Si hubiera un senado en la Federación Mexicana de Futbol, uno de los escaños estaría ocupado por Manuel Lapuente, uno de los venerables sabios del balompié nacional.
El calvo está más allá del bien y del mejor. Parece que ya vivió dos vidas dentro del balompié. No es una presencia sobrenatural, porque todavía pierde sus partidos, y su puntería no es infalible. Sus equipos dan bandazos y cada cuatro años es cesado.
Pero tiene esa capacidad que atribuían los súbditos a Gengis Khan: la de tomar decisiones correctas. Los amanuenses que cronologaron las hazañas del rey mongol decían que sus guerreros lo veían con fascinación, porque parecía tener comunicación con los guardianes del futuro para que le permitieran atisbar más allá del día de hoy y ver, por anticipado, las novedades del mañana.
Los pupilos de Manolo también confían en él como si vieran a un oráculo. A diferencia de numerosos entrenadores en circuito local, que son objeto de intrigas y murmuraciones en el vestidor, no hay uno solo que se exprese mal del jefe. Creen en él y lo aceptan como timonel.
Al amo se le teme y al capataz se le respeta, porque sabe más que aquel.
Lapuente, de 64 años, es visto por los amos del balón como un recurso de lujo. A su edad, el veterano ya tiene poco qué perder. Su tiempo para proyectarse a otros horizontes, ya pasó. Además nunca tuvo esas calenturas de juventud. Quizás por eso su paciencia es infinita y sus decisiones atinadas.
Siempre ha estado dispuesto a permanecer en el terruño y parece que aquí sus huesos se harán cansados. Los directivos no discuten con él, lo escuchan y le dan el cheque en blanco. Así ocurrió ahora que firmó con Tigres. Su coetáneo, pupilo y socio, Enrique Borja, presidente del errático club universitario, lo contrató por una fruslería de seis ceros en dólares. Lorenzo Zambrano, dueño del equipo, no levantó ni una ceja cuando protocolizó en su oficina la firma para pactar el estipendio del nuevo director técnico. De hecho, los cuatro encorbatados que estuvimos como testigos, aplaudimos discretamente y en el apretón de manos de despedida, le dijimos a Lorenzo que había hecho lo mejor.

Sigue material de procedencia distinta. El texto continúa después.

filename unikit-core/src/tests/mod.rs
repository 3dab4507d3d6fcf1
mod support;
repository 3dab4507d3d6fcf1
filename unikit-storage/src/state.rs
use serde::Serialize;
use serde::de::DeserializeOwned;
use std::collections::BTreeMap;
use std::path::{Path, PathBuf};
use tokio::fs;
use tokio::sync::RwLock;
use tracing::debug;
use unikit_core::Result;

/// A map of records persisted as pretty-printed JSON, rewritten on every change.
pub struct JsonStore<T> {
    path: PathBuf,
    records: RwLock<BTreeMap<String, T>>,
}

impl<T> JsonStore<T>
where
    T: Clone + Serialize + DeserializeOwned + Send + Sync,
{
    pub async fn open(path: PathBuf) -> Result<Self> {
        let records = if fs::try_exists(&path).await? {
            let content = fs::read_to_string(&path).await?;
            let records: BTreeMap<String, T> = serde_json::from_str(&content)?;
            debug!("Loaded {} records from {}", records.len(), path.display());
            records
        } else {
            BTreeMap::new()
        };

        Ok(Self {
            path,
            records: RwLock::new(records),
        })
    }

    pub fn path(&self) -> &Path {
        &self.path
    }

    pub async fn values(&self) -> Vec<T> {
        self.records.read().await.values().cloned().collect()
    }

    pub async fn get(&self, id: &str) -> Option<T> {
        self.records.read().await.get(id).cloned()
    }

    pub async fn insert(&self, id: &str, record: T) -> Result<()> {
        self.update(|records| {
            records.insert(id.to_string(), record);
            Ok(())
        })
        .await
    }

    pub async fn remove(&self, id: &str) -> Result<Option<T>> {
        self.update(|records| Ok(records.remove(id))).await
    }

    /// Applies `f` under the write lock and persists the result. Nothing is
    /// written if `f` fails.
    pub async fn update<F, R>(&self, f: F) -> Result<R>
    where
        F: FnOnce(&mut BTreeMap<String, T>) -> Result<R>,
    {
        let mut records = self.records.write().await;
        let mut working = records.clone();
        let result = f(&mut working)?;
        self.save(&working).await?;
        *records = working;
        Ok(result)
    }

    async fn save(&self, records: &BTreeMap<String, T>) -> Result<()> {
        if let Some(parent) = self.path.parent() {
            fs::create_dir_all(parent).await?;
        }
        let content = serde_json::to_string_pretty(records)?;
        fs::write(&self.path, content).await?;
        Ok(())
    }
}

#[cfg(test)]
mod tests {
    use super::*;
    use unikit_core::UnikitError;

    #[tokio::test]
    async fn test_records_survive_reopen() -> Result<()> {
        let dir = tempfile::tempdir()?;
        let path = dir.path().join("state").join("images.json");

        let store: JsonStore<String> = JsonStore::open(path.clone()).await?;
        store.insert("a", "alpha".to_string()).await?;
        store.insert("b", "beta".to_string()).await?;
        store.remove("a").await?;

        let reopened: JsonStore<String> = JsonStore::open(path).await?;
        assert_eq!(reopened.values().await, vec!["beta".to_string()]);
        assert_eq!(reopened.get("b").await.as_deref(), Some("beta"));
        Ok(())
    }

    #[tokio::test]
    async fn test_failed_update_changes_nothing() -> Result<()> {
        let dir = tempfile::tempdir()?;
        let store: JsonStore<u32> = JsonStore::open(dir.path().join("n.json")).await?;
        store.insert("x", 1).await?;

        let err = store
            .update(|records| {
                records.insert("y".to_string(), 2);
                Err::<(), _>(UnikitError::InvalidInput("nope".to_string()))
            })
            .await
            .unwrap_err();
        assert_eq!(err.kind(), unikit_core::ErrorKind::InvalidInput);
        assert_eq!(store.values().await, vec![1]);
        Ok(())
    }
}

Manolo fue perfectamente seleccionado por los inútiles federativos en el Mundial de Francia 98. Fue de los que entregó buenas cuentas, pese al fracaso del cuarto partido. No ganó, pero supo perfectamente por qué perdió ante Alemania. Un buen estratega conoce las claves de su éxito, pero también de su derrota. Su diagnóstico fue preciso cuando nos explicó, en pequeño comité en el penthouse de Salinas Pliego en la costa de Marbella, la estrategia que usó en ese último encuentro y por donde sangró la zaga.
Hace algunos años hizo campeón al América. Luego de esa campanada, se graduó de sabio en la escuela de Diógenes que se aleja del aparato y el ruido, y privilegia la concentración. A través de la dialéctica, en conversaciones edificantes con colegas de otras latitudes, fue construyendo una monolítica solidez de criterios y ahora ya goza de sus glorias como entrenador en activo y como consejero sin cartera dentro de la organización mexicana del futbol.
Verlo al frente de Tigres es ya un espectáculo, pero no por los sacos arrojados al piso, o los trajes de sastre o el cigarrillo estilizado en la esquina de la boca. Lapuente Díaz es un maestro de la política de las canchas. Sabe ser duro y afectuoso, ladino y generoso, de acuerdo a los vientos que soplen sobre la veleta del futbol mexicano. Si Tigres no tiene refuerzos, se indigna junto con la afición y truena contra sus directivos. Borja ya sabe que por la noche tomarán juntos un martini para planear la pretemporada. Si el equipo anda bien, exige humildad. Si anda mal, suelta dos o tres leperadas. Si los periodistas están enfadados, les da la razón y los despide bien peinados.
Es cuestión de observar con atención al pelón que parece saberlo todo, pero con la astucia de quien pasa ante los demás como un hombre con ganas de aprender.